Your goal: Scan the entries below for "bump" and copy each line that holds it.

Data to process:
Start of Block

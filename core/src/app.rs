//! Application related stuff

use crate::pbrt::Float;
use clap::{Parser, ValueEnum};
use std::sync::OnceLock;

/// Returns the options parsed from the command line on first use.
pub fn options() -> &'static Options {
    static OPTIONS: OnceLock<Options> = OnceLock::new();
    OPTIONS.get_or_init(Options::parse)
}

/// Synthetic scenes to probe.
#[derive(Copy, Clone, Debug, PartialEq, Eq, ValueEnum)]
pub enum SceneKind {
    /// An infinite plane through the outgoing point.
    Plane,

    /// A sphere touching the outgoing point from below.
    Sphere,

    /// Two parallel planes bounding a slab below the outgoing point.
    Slab,
}

/// Program options.
#[derive(Parser, Clone, Debug)]
#[clap(author, version, about = "Probe subsurface scattering samples over a synthetic scene.", long_about = None)]
pub struct Options {
    /// Number of threads to use for sampling.
    #[clap(
        long = "nthreads",
        short = 't',
        value_name = "NUM",
        default_value_t = 1,
        help = "Use specified number of threads for sampling."
    )]
    n_threads: usize,

    /// Number of subsurface samples.
    #[clap(
        long,
        short = 'n',
        value_name = "NUM",
        default_value_t = 65536,
        help = "Number of subsurface samples to take."
    )]
    pub samples: usize,

    /// Base seed of the sampling contexts.
    #[clap(long, short = 's', value_name = "NUM", default_value_t = 0, help = "Seed for the random sampling contexts.")]
    pub seed: u64,

    /// The scene.
    #[clap(long, value_enum, default_value_t = SceneKind::Plane, help = "Scene to probe.")]
    pub scene: SceneKind,

    /// Variance of the Gaussian diffusion profile.
    #[clap(
        long,
        value_name = "FLOAT",
        default_value_t = 0.05,
        help = "Variance of the Gaussian diffusion profile."
    )]
    pub variance: Float,

    /// Sphere radius or slab thickness.
    #[clap(
        long,
        value_name = "FLOAT",
        default_value_t = 1.0,
        help = "Radius of the sphere scene or thickness of the slab scene."
    )]
    pub radius: Float,

    /// Incoming points kept per batch.
    #[clap(
        long,
        short = 'k',
        value_name = "NUM",
        default_value_t = 256,
        help = "Maximum number of incoming points kept per batch."
    )]
    pub keep: usize,

    /// Amplitude of the normal jitter applied at incoming points.
    #[clap(
        long,
        value_name = "FLOAT",
        default_value_t = 0.0,
        help = "Jitter the shading normal at incoming points by this amplitude (0 disables bump shading)."
    )]
    pub bump: Float,

    /// Suppress all text output other than error messages.
    #[clap(long, help = "Suppress all text output other than error messages.")]
    pub quiet: bool,
}

impl Options {
    /// Returns the number of threads to use.
    pub fn threads(&self) -> usize {
        let max_threads = num_cpus::get();
        match self.n_threads {
            0 => {
                warn!("Invalid nthreads");
                1
            }
            n if n > max_threads => {
                warn!("Num threads > max logical CPUs {}", max_threads);
                max_threads
            }
            n => n,
        }
    }
}

// ----------------------------------------------------------------------------
// Tests
// ----------------------------------------------------------------------------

End of Block

Answer section:
        help = "Jitter the shading normal at incoming points by this amplitude (0 disables bump shading)."
    pub bump: Float,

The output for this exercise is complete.